Copy each line in the data below that contains the word "MissingEnvInterpolation".

RECORDS SHOWN:
□ □ □ □

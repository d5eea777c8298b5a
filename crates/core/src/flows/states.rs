use std::fmt;

use serde::{Deserialize, Serialize};

use crate::domain::shipment::SlotField;

#[derive(Clone, Copy, Debug, PartialEq, Eq, Hash, Serialize, Deserialize)]
#[serde(rename_all = "snake_case")]
pub enum DialogueStep {
    Greeting,
    CollectOrigin,
    CollectDestination,
    CollectCargo,
    CollectWeight,
    CollectServiceLevel,
    ReadyForQuote,
    QuoteGenerated,
    Completed,
}

impl DialogueStep {
    pub fn as_str(&self) -> &'static str {
        match self {
            Self::Greeting => "greeting",
            Self::CollectOrigin => "collect_origin",
            Self::CollectDestination => "collect_destination",
            Self::CollectCargo => "collect_cargo",
            Self::CollectWeight => "collect_weight",
            Self::CollectServiceLevel => "collect_service_level",
            Self::ReadyForQuote => "ready_for_quote",
            Self::QuoteGenerated => "quote_generated",
            Self::Completed => "completed",
        }
    }

    pub fn collecting(field: SlotField) -> Self {
        match field {
            SlotField::Origin => Self::CollectOrigin,
            SlotField::Destination => Self::CollectDestination,
            SlotField::Cargo => Self::CollectCargo,
            SlotField::Weight => Self::CollectWeight,
            SlotField::ServiceLevel => Self::CollectServiceLevel,
        }
    }

    /// The slot this step asks the user for, if any.
    pub fn target_field(&self) -> Option<SlotField> {
        match self {
            Self::CollectOrigin => Some(SlotField::Origin),
            Self::CollectDestination => Some(SlotField::Destination),
            Self::CollectCargo => Some(SlotField::Cargo),
            Self::CollectWeight => Some(SlotField::Weight),
            Self::CollectServiceLevel => Some(SlotField::ServiceLevel),
            Self::Greeting | Self::ReadyForQuote | Self::QuoteGenerated | Self::Completed => None,
        }
    }
}

impl fmt::Display for DialogueStep {
    fn fmt(&self, f: &mut fmt::Formatter<'_>) -> fmt::Result {
        f.write_str(self.as_str())
    }
}

/// Where a conversation sits outside of slot collection.
///
/// `New` lasts until the first processed turn. `QuoteGenerated` and
/// `Completed` are set by the quoting and booking collaborators.
#[derive(Clone, Copy, Debug, Default, PartialEq, Eq, Serialize, Deserialize)]
#[serde(rename_all = "snake_case")]
pub enum ConversationLifecycle {
    #[default]
    New,
    Collecting,
    QuoteGenerated,
    Completed,
}
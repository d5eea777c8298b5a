pub mod chat;
pub mod config;
pub mod doctor;
pub mod migrate;
pub mod smoke;

use std::sync::Arc;

use freightdesk_agent::{AgentRuntime, DialogueEngine};
use freightdesk_core::audit::NoopAuditSink;
use freightdesk_core::config::AppConfig;
use freightdesk_db::SessionStore;
use serde::Serialize;

#[derive(Debug, Clone)]
pub struct CommandResult {
    pub exit_code: u8,
    pub output: String,
}

#[derive(Debug, Serialize)]
struct CommandOutcome {
    command: String,
    status: String,
    error_class: Option<String>,
    message: String,
}

impl CommandResult {
    pub fn success(command: &str, message: impl Into<String>) -> Self {
        let payload = CommandOutcome {
            command: command.to_string(),
            status: "ok".to_string(),
            error_class: None,
            message: message.into(),
        };
        Self { exit_code: 0, output: serialize_payload(payload) }
    }

    pub fn failure(
        command: &str,
        error_class: &str,
        message: impl Into<String>,
        exit_code: u8,
    ) -> Self {
        let payload = CommandOutcome {
            command: command.to_string(),
            status: "error".to_string(),
            error_class: Some(error_class.to_string()),
            message: message.into(),
        };
        Self { exit_code, output: serialize_payload(payload) }
    }
}

fn serialize_payload(payload: CommandOutcome) -> String {
    serde_json::to_string(&payload).unwrap_or_else(|error| {
        format!(
            "{{\"command\":\"unknown\",\"status\":\"error\",\"error_class\":\"serialization\",\"message\":\"{}\"}}",
            error.to_string().replace('\\', "\\\\").replace('"', "\\\"")
        )
    })
}

pub(crate) fn build_runtime(config: &AppConfig, sessions: Arc<dyn SessionStore>) -> AgentRuntime {
    AgentRuntime::new(
        DialogueEngine::from_config(&config.extraction),
        sessions,
        Arc::new(NoopAuditSink),
    )
}
use std::env;
use std::fs;
use std::path::{Path, PathBuf};

use serde::{Deserialize, Serialize};
use thiserror::Error;

#[derive(Clone, Debug)]
pub struct AppConfig {
    pub database: DatabaseConfig,
    pub sessions: SessionConfig,
    pub extraction: ExtractionConfig,
    pub server: ServerConfig,
    pub logging: LoggingConfig,
}

#[derive(Clone, Debug)]
pub struct DatabaseConfig {
    pub url: String,
    pub max_connections: u32,
    pub timeout_secs: u64,
}

#[derive(Clone, Debug)]
pub struct SessionConfig {
    pub backend: SessionBackend,
}

#[derive(Clone, Debug, Default)]
pub struct ExtractionConfig {
    pub extra_locations: Vec<String>,
}

#[derive(Clone, Debug)]
pub struct ServerConfig {
    pub bind_address: String,
    pub port: u16,
    pub graceful_shutdown_secs: u64,
}

#[derive(Clone, Debug)]
pub struct LoggingConfig {
    pub level: String,
    pub format: LogFormat,
}

#[derive(Clone, Copy, Debug, PartialEq, Eq, Serialize, Deserialize)]
#[serde(rename_all = "snake_case")]
pub enum SessionBackend {
    Memory,
    Sqlite,
}

#[derive(Clone, Copy, Debug, PartialEq, Eq, Serialize, Deserialize)]
#[serde(rename_all = "snake_case")]
pub enum LogFormat {
    Compact,
    Pretty,
    Json,
}

#[derive(Clone, Debug, Default)]
pub struct ConfigOverrides {
    pub database_url: Option<String>,
    pub session_backend: Option<SessionBackend>,
    pub log_level: Option<String>,
    pub server_port: Option<u16>,
    pub extra_locations: Option<Vec<String>>,
}

#[derive(Clone, Debug, Default)]
pub struct LoadOptions {
    pub config_path: Option<PathBuf>,
    pub require_file: bool,
    pub overrides: ConfigOverrides,
}

#[derive(Debug, Error)]
pub enum ConfigError {
    #[error("could not read config file `{path}`: {source}")]
    ReadFile { path: PathBuf, source: std::io::Error },
    #[error("could not parse config file `{path}`: {source}")]
    ParseFile { path: PathBuf, source: toml::de::Error },
    #[error("required config file was not found: `{0}`")]
    MissingConfigFile(PathBuf),
    #[error("environment variable interpolation failed for `{var}`")]
    MissingEnvInterpolation { var: String },
    #[error("unterminated environment interpolation expression")]
    UnterminatedInterpolation,
    #[error("invalid environment override for `{key}`: `{value}`")]
    InvalidEnvOverride { key: String, value: String },
    #[error("configuration validation failed: {0}")]
    Validation(String),
}

impl Default for AppConfig {
    fn default() -> Self {
        Self {
            database: DatabaseConfig {
                url: "sqlite://freightdesk.db?mode=rwc".to_string(),
                max_connections: 5,
                timeout_secs: 30,
            },
            sessions: SessionConfig { backend: SessionBackend::Memory },
            extraction: ExtractionConfig::default(),
            server: ServerConfig {
                bind_address: "127.0.0.1".to_string(),
                port: 8080,
                graceful_shutdown_secs: 15,
            },
            logging: LoggingConfig { level: "info".to_string(), format: LogFormat::Compact },
        }
    }
}

impl SessionBackend {
    pub fn as_str(&self) -> &'static str {
        match self {
            Self::Memory => "memory",
            Self::Sqlite => "sqlite",
        }
    }
}

impl LogFormat {
    pub fn as_str(&self) -> &'static str {
        match self {
            Self::Compact => "compact",
            Self::Pretty => "pretty",
            Self::Json => "json",
        }
    }
}

impl std::str::FromStr for SessionBackend {
    type Err = ConfigError;

    fn from_str(value: &str) -> Result<Self, Self::Err> {
        match value.trim().to_ascii_lowercase().as_str() {
            "memory" => Ok(Self::Memory),
            "sqlite" => Ok(Self::Sqlite),
            other => Err(ConfigError::Validation(format!(
                "unsupported session backend `{other}` (expected memory|sqlite)"
            ))),
        }
    }
}

impl std::str::FromStr for LogFormat {
    type Err = ConfigError;

    fn from_str(value: &str) -> Result<Self, Self::Err> {
        match value.trim().to_ascii_lowercase().as_str() {
            "compact" => Ok(Self::Compact),
            "pretty" => Ok(Self::Pretty),
            "json" => Ok(Self::Json),
            other => Err(ConfigError::Validation(format!(
                "unsupported log format `{other}` (expected compact|pretty|json)"
            ))),
        }
    }
}

impl AppConfig {
    pub fn load(options: LoadOptions) -> Result<Self, ConfigError> {
        let mut config = Self::default();
        let maybe_path = resolve_config_path(options.config_path.as_deref());

        if let Some(path) = maybe_path {
            let patch = read_patch(&path)?;
            config.apply_patch(patch);
        } else if options.require_file {
            let expected =
                options.config_path.unwrap_or_else(|| PathBuf::from("freightdesk.toml"));
            return Err(ConfigError::MissingConfigFile(expected));
        }

        config.apply_env_overrides()?;
        config.apply_overrides(options.overrides);
        config.validate()?;

        Ok(config)
    }

    fn apply_patch(&mut self, patch: ConfigPatch) {
        if let Some(database) = patch.database {
            if let Some(url) = database.url {
                self.database.url = url;
            }
            if let Some(max_connections) = database.max_connections {
                self.database.max_connections = max_connections;
            }
            if let Some(timeout_secs) = database.timeout_secs {
                self.database.timeout_secs = timeout_secs;
            }
        }

        if let Some(sessions) = patch.sessions {
            if let Some(backend) = sessions.backend {
                self.sessions.backend = backend;
            }
        }

        if let Some(extraction) = patch.extraction {
            if let Some(extra_locations) = extraction.extra_locations {
                self.extraction.extra_locations = extra_locations;
            }
        }

        if let Some(server) = patch.server {
            if let Some(bind_address) = server.bind_address {
                self.server.bind_address = bind_address;
            }
            if let Some(port) = server.port {
                self.server.port = port;
            }
            if let Some(graceful_shutdown_secs) = server.graceful_shutdown_secs {
                self.server.graceful_shutdown_secs = graceful_shutdown_secs;
            }
        }

        if let Some(logging) = patch.logging {
            if let Some(level) = logging.level {
                self.logging.level = level;
            }
            if let Some(format) = logging.format {
                self.logging.format = format;
            }
        }
    }

    fn apply_env_overrides(&mut self) -> Result<(), ConfigError> {
        if let Some(value) = read_env("FREIGHTDESK_DATABASE_URL") {
            self.database.url = value;
        }
        if let Some(value) = read_env("FREIGHTDESK_DATABASE_MAX_CONNECTIONS") {
            self.database.max_connections =
                parse_u32("FREIGHTDESK_DATABASE_MAX_CONNECTIONS", &value)?;
        }
        if let Some(value) = read_env("FREIGHTDESK_DATABASE_TIMEOUT_SECS") {
            self.database.timeout_secs = parse_u64("FREIGHTDESK_DATABASE_TIMEOUT_SECS", &value)?;
        }

        if let Some(value) = read_env("FREIGHTDESK_SESSIONS_BACKEND") {
            self.sessions.backend = value.parse()?;
        }

        if let Some(value) = read_env("FREIGHTDESK_EXTRACTION_EXTRA_LOCATIONS") {
            self.extraction.extra_locations = parse_list(&value);
        }

        if let Some(value) = read_env("FREIGHTDESK_SERVER_BIND_ADDRESS") {
            self.server.bind_address = value;
        }
        if let Some(value) = read_env("FREIGHTDESK_SERVER_PORT") {
            self.server.port = parse_u16("FREIGHTDESK_SERVER_PORT", &value)?;
        }
        if let Some(value) = read_env("FREIGHTDESK_SERVER_GRACEFUL_SHUTDOWN_SECS") {
            self.server.graceful_shutdown_secs =
                parse_u64("FREIGHTDESK_SERVER_GRACEFUL_SHUTDOWN_SECS", &value)?;
        }

        let log_level =
            read_env("FREIGHTDESK_LOGGING_LEVEL").or_else(|| read_env("FREIGHTDESK_LOG_LEVEL"));
        if let Some(value) = log_level {
            self.logging.level = value;
        }
        let log_format =
            read_env("FREIGHTDESK_LOGGING_FORMAT").or_else(|| read_env("FREIGHTDESK_LOG_FORMAT"));
        if let Some(value) = log_format {
            self.logging.format = value.parse()?;
        }

        Ok(())
    }

    fn apply_overrides(&mut self, overrides: ConfigOverrides) {
        if let Some(database_url) = overrides.database_url {
            self.database.url = database_url;
        }
        if let Some(backend) = overrides.session_backend {
            self.sessions.backend = backend;
        }
        if let Some(log_level) = overrides.log_level {
            self.logging.level = log_level;
        }
        if let Some(port) = overrides.server_port {
            self.server.port = port;
        }
        if let Some(extra_locations) = overrides.extra_locations {
            self.extraction.extra_locations = extra_locations;
        }
    }

    pub fn validate(&self) -> Result<(), ConfigError> {
        validate_database(&self.database)?;
        validate_extraction(&self.extraction)?;
        validate_server(&self.server)?;
        validate_logging(&self.logging)?;
        Ok(())
    }
}

fn resolve_config_path(explicit_path: Option<&Path>) -> Option<PathBuf> {
    if let Some(path) = explicit_path {
        return path.exists().then_some(path.to_path_buf());
    }

    [PathBuf::from("freightdesk.toml"), PathBuf::from("config/freightdesk.toml")]
        .into_iter()
        .find(|path| path.exists())
}

fn read_patch(path: &Path) -> Result<ConfigPatch, ConfigError> {
    let raw = fs::read_to_string(path)
        .map_err(|source| ConfigError::ReadFile { path: path.to_path_buf(), source })?;

    let interpolated = interpolate_env_vars(&raw)?;
    toml::from_str::<ConfigPatch>(&interpolated)
        .map_err(|source| ConfigError::ParseFile { path: path.to_path_buf(), source })
}

fn interpolate_env_vars(input: &str) -> Result<String, ConfigError> {
    let mut output = String::with_capacity(input.len());
    let mut chars = input.chars().peekable();

    while let Some(ch) = chars.next() {
        if ch == '$' && matches!(chars.peek(), Some('{')) {
            chars.next();
            let mut key = String::new();

            loop {
                match chars.next() {
                    Some('}') => break,
                    Some(next) => key.push(next),
                    None => return Err(ConfigError::UnterminatedInterpolation),
                }
            }

            let value = env::var(&key)
                .map_err(|_| ConfigError::MissingEnvInterpolation { var: key.clone() })?;
            output.push_str(&value);
            continue;
        }

        output.push(ch);
    }

    Ok(output)
}

fn validate_database(database: &DatabaseConfig) -> Result<(), ConfigError> {
    let url = database.url.trim();
    let sqlite_url =
        url.starts_with("sqlite://") || url.starts_with("sqlite::") || url == ":memory:";
    if !sqlite_url {
        return Err(ConfigError::Validation(
            "database.url must be a sqlite URL (`sqlite://...`, `sqlite::...`, or `:memory:`)"
                .to_string(),
        ));
    }

    if database.max_connections == 0 {
        return Err(ConfigError::Validation(
            "database.max_connections must be greater than zero".to_string(),
        ));
    }

    if database.timeout_secs == 0 || database.timeout_secs > 300 {
        return Err(ConfigError::Validation(
            "database.timeout_secs must be in range 1..=300".to_string(),
        ));
    }

    Ok(())
}

fn validate_extraction(extraction: &ExtractionConfig) -> Result<(), ConfigError> {
    if let Some(blank) = extraction.extra_locations.iter().position(|name| name.trim().is_empty())
    {
        return Err(ConfigError::Validation(format!(
            "extraction.extra_locations[{blank}] must not be blank"
        )));
    }
    Ok(())
}

fn validate_server(server: &ServerConfig) -> Result<(), ConfigError> {
    if server.port == 0 {
        return Err(ConfigError::Validation("server.port must be greater than zero".to_string()));
    }

    if server.graceful_shutdown_secs == 0 {
        return Err(ConfigError::Validation(
            "server.graceful_shutdown_secs must be greater than zero".to_string(),
        ));
    }

    Ok(())
}

fn validate_logging(logging: &LoggingConfig) -> Result<(), ConfigError> {
    let level = logging.level.trim().to_ascii_lowercase();
    match level.as_str() {
        "trace" | "debug" | "info" | "warn" | "error" => Ok(()),
        _ => Err(ConfigError::Validation(
            "logging.level must be one of trace|debug|info|warn|error".to_string(),
        )),
    }
}

fn read_env(key: &str) -> Option<String> {
    env::var(key).ok().filter(|value| !value.trim().is_empty())
}

fn parse_list(value: &str) -> Vec<String> {
    value
        .split(',')
        .map(str::trim)
        .filter(|item| !item.is_empty())
        .map(str::to_string)
        .collect()
}

fn parse_u16(key: &str, value: &str) -> Result<u16, ConfigError> {
    value.parse::<u16>().map_err(|_| ConfigError::InvalidEnvOverride {
        key: key.to_string(),
        value: value.to_string(),
    })
}

fn parse_u32(key: &str, value: &str) -> Result<u32, ConfigError> {
    value.parse::<u32>().map_err(|_| ConfigError::InvalidEnvOverride {
        key: key.to_string(),
        value: value.to_string(),
    })
}

fn parse_u64(key: &str, value: &str) -> Result<u64, ConfigError> {
    value.parse::<u64>().map_err(|_| ConfigError::InvalidEnvOverride {
        key: key.to_string(),
        value: value.to_string(),
    })
}

#[derive(Debug, Default, Deserialize)]
struct ConfigPatch {
    database: Option<DatabasePatch>,
    sessions: Option<SessionPatch>,
    extraction: Option<ExtractionPatch>,
    server: Option<ServerPatch>,
    logging: Option<LoggingPatch>,
}

#[derive(Debug, Default, Deserialize)]
struct DatabasePatch {
    url: Option<String>,
    max_connections: Option<u32>,
    timeout_secs: Option<u64>,
}

#[derive(Debug, Default, Deserialize)]
struct SessionPatch {
    backend: Option<SessionBackend>,
}

#[derive(Debug, Default, Deserialize)]
struct ExtractionPatch {
    extra_locations: Option<Vec<String>>,
}

#[derive(Debug, Default, Deserialize)]
struct ServerPatch {
    bind_address: Option<String>,
    port: Option<u16>,
    graceful_shutdown_secs: Option<u64>,
}

#[derive(Debug, Default, Deserialize)]
struct LoggingPatch {
    level: Option<String>,
    format: Option<LogFormat>,
}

□ □ □ □

SOLUTION FOR THIS EXERCISE:
    MissingEnvInterpolation { var: String },
                .map_err(|_| ConfigError::MissingEnvInterpolation { var: key.clone() })?;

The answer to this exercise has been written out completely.